# Summer Olympics 27 July-12 August



## Tweto (Nov 26, 2011)

Pay special attention to news during the Olympics. This is the time that any sensitive news will be released. This would be the perfect time to announce European government collapses, major bank failures, or for that matter what a perfect time for Isreal to do something.


----------



## Zonation (May 4, 2012)

I think your on to something. What better time to disclose bad info. It usually happens when people are distracted. For example....while everyone was distracted with New Years, Obama signed the NDAA.


----------



## Tweto (Nov 26, 2011)

Zonation said:


> I think your on to something. What better time to disclose bad info. It usually happens when people are distracted. For example....while everyone was distracted with New Years, Obama signed the NDAA.

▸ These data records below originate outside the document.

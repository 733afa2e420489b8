//! Threshold classifier: buckets raw metric samples into quality tiers and
//! reduces the tier distribution to a score in [0, 1].

use crate::core::{Interval, Stats, Tier};
use crate::errors::MetricsError;
use serde::{Deserialize, Serialize};

/// How a tier distribution collapses into a single score.
///
/// Exactly two policies exist. Both share the same edge behavior: an empty
/// distribution scores 1.0 (no evidence counts as healthy, see the note on
/// [`EvalPolicy::evaluate`]), and any dead sample forces 0.0 outright.
#[derive(Clone, Copy, Debug, Serialize, Deserialize, PartialEq)]
#[serde(tag = "kind", rename_all = "snake_case")]
pub enum EvalPolicy {
    /// Fraction of good samples, lightly discounted per bad and tolerant
    /// occurrence.
    Proportion {
        #[serde(default = "default_proportion_bad_penalty")]
        bad_penalty: f64,
        #[serde(default = "default_proportion_tolerant_penalty")]
        tolerant_penalty: f64,
    },
    /// Starts from a perfect score and deducts proportionally to the
    /// severity-weighted share of non-good samples. Preferred; the default
    /// for every dimension.
    Deduction {
        #[serde(default = "default_deduction_bad_penalty")]
        bad_penalty: f64,
        #[serde(default = "default_deduction_tolerant_penalty")]
        tolerant_penalty: f64,
    },
}

pub fn default_proportion_bad_penalty() -> f64 {
    0.1
}

pub fn default_proportion_tolerant_penalty() -> f64 {
    0.02
}

pub fn default_deduction_bad_penalty() -> f64 {
    5.0
}

pub fn default_deduction_tolerant_penalty() -> f64 {
    0.5
}

impl Default for EvalPolicy {
    fn default() -> Self {
        EvalPolicy::Deduction {
            bad_penalty: default_deduction_bad_penalty(),
            tolerant_penalty: default_deduction_tolerant_penalty(),
        }
    }
}

impl EvalPolicy {
    pub fn proportion() -> Self {
        EvalPolicy::Proportion {
            bad_penalty: default_proportion_bad_penalty(),
            tolerant_penalty: default_proportion_tolerant_penalty(),
        }
    }

    pub fn deduction() -> Self {
        EvalPolicy::default()
    }

    /// Reduce a tier distribution to a score in [0, 1].
    ///
    /// An empty distribution scores exactly 1.0: no evidence is treated as
    /// healthy, so a package with zero measured files reports a perfect
    /// index. Callers that want missing data surfaced should check for it
    /// before scoring.
    pub fn evaluate(&self, stats: &Stats) -> f64 {
        if stats.is_empty() {
            return 1.0;
        }
        if stats.dead > 0 {
            return 0.0;
        }
        let total = stats.total() as f64;
        let raw = match *self {
            EvalPolicy::Proportion {
                bad_penalty,
                tolerant_penalty,
            } => {
                stats.good as f64 / total
                    - stats.bad as f64 * bad_penalty
                    - stats.tolerant as f64 * tolerant_penalty
            }
            EvalPolicy::Deduction {
                bad_penalty,
                tolerant_penalty,
            } => {
                1.0 - (stats.bad as f64 * bad_penalty + stats.tolerant as f64 * tolerant_penalty)
                    / total
            }
        };
        raw.clamp(0.0, 1.0)
    }

    fn penalties(&self) -> (f64, f64) {
        match *self {
            EvalPolicy::Proportion {
                bad_penalty,
                tolerant_penalty,
            }
            | EvalPolicy::Deduction {
                bad_penalty,
                tolerant_penalty,
            } => (bad_penalty, tolerant_penalty),
        }
    }

    pub fn validate(&self, name: &str) -> Result<(), String> {
        let (bad_penalty, tolerant_penalty) = self.penalties();
        if !bad_penalty.is_finite() || bad_penalty < 0.0 {
            return Err(format!(
                "{} bad_penalty {} must be a non-negative number",
                name, bad_penalty
            ));
        }
        if !tolerant_penalty.is_finite() || tolerant_penalty < 0.0 {
            return Err(format!(
                "{} tolerant_penalty {} must be a non-negative number",
                name, tolerant_penalty
            ));
        }
        Ok(())
    }
}

/// One metric dimension's classification thresholds and evaluation policy.
///
/// Membership is tested good, then tolerant, then bad, in that fixed order;
/// the first interval containing the value wins, so overlapping intervals
/// are legitimate. A value outside all three is dead.
#[derive(Clone, Debug, Serialize, Deserialize, PartialEq)]
pub struct Limits {
    pub good: Interval,
    pub tolerant: Interval,
    pub bad: Interval,
    #[serde(default)]
    pub policy: EvalPolicy,
}

impl Limits {
    pub fn new(good: Interval, tolerant: Interval, bad: Interval) -> Self {
        Self {
            good,
            tolerant,
            bad,
            policy: EvalPolicy::default(),
        }
    }

    /// Configuration hook: swap the evaluation policy, keeping the intervals.
    pub fn with_policy(mut self, policy: EvalPolicy) -> Self {
        self.policy = policy;
        self
    }

    pub fn set_policy(&mut self, policy: EvalPolicy) {
        self.policy = policy;
    }

    pub fn tier_of(&self, value: f64) -> Tier {
        if self.good.contains(value) {
            Tier::Good
        } else if self.tolerant.contains(value) {
            Tier::Tolerant
        } else if self.bad.contains(value) {
            Tier::Bad
        } else {
            Tier::Dead
        }
    }

    /// Count tier membership for each sample.
    ///
    /// Fails on the first non-finite sample without producing a partial
    /// count: a NaN cannot be ordered against any interval and classifying
    /// it as dead would silently turn bad input into a 0.0 score.
    pub fn classify(&self, samples: &[f64]) -> Result<Stats, MetricsError> {
        let mut stats = Stats::default();
        for &value in samples {
            if !value.is_finite() {
                return Err(MetricsError::MalformedSample { value });
            }
            stats.record(self.tier_of(value));
        }
        Ok(stats)
    }

    /// Classify then apply the bound evaluation policy.
    pub fn score(&self, samples: &[f64]) -> Result<f64, MetricsError> {
        let stats = self.classify(samples)?;
        if stats.dead > 0 {
            log::warn!(
                "{} of {} samples fall outside every configured interval; score forced to 0",
                stats.dead,
                stats.total()
            );
        }
        Ok(self.policy.evaluate(&stats))
    }

    pub fn validate(&self, name: &str) -> Result<(), String> {
        for (tier, interval) in [
            ("good", &self.good),
            ("tolerant", &self.tolerant),
            ("bad", &self.bad),
        ] {
            if !interval.low.is_finite() || !interval.high.is_finite() {
                return Err(format!("{} {} interval bounds must be finite", name, tier));
            }
            if interval.low > interval.high {
                return Err(format!(
                    "{} {} interval is inverted: low {} exceeds high {}",
                    name, tier, interval.low, interval.high
                ));
            }
        }
        self.policy.validate(name)
    }
}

Late Friday nights is also a favorite time for news releases.


----------



## ComputerGuy (Dec 10, 2010)

Tweto said:


> Late Friday nights is also a favorite time for news releases.


Exactly. Past the news cycle!!


----------



## PamsPride (Dec 21, 2010)

Yeah, I will have to say that I am guilty of being distracted by the Olympics! I am addicted to it!! So if there is anything important I should know please post it!!


----------



## Zonation (May 4, 2012)

PamsPride said:


> Yeah, I will have to say that I am guilty of being distracted by the Olympics! I am addicted to it!! So if there is anything important I should know please post it!!


Pam's..me too. I love the Olympics but am always glued to current events. I will post if anything Interesting comes out. .


----------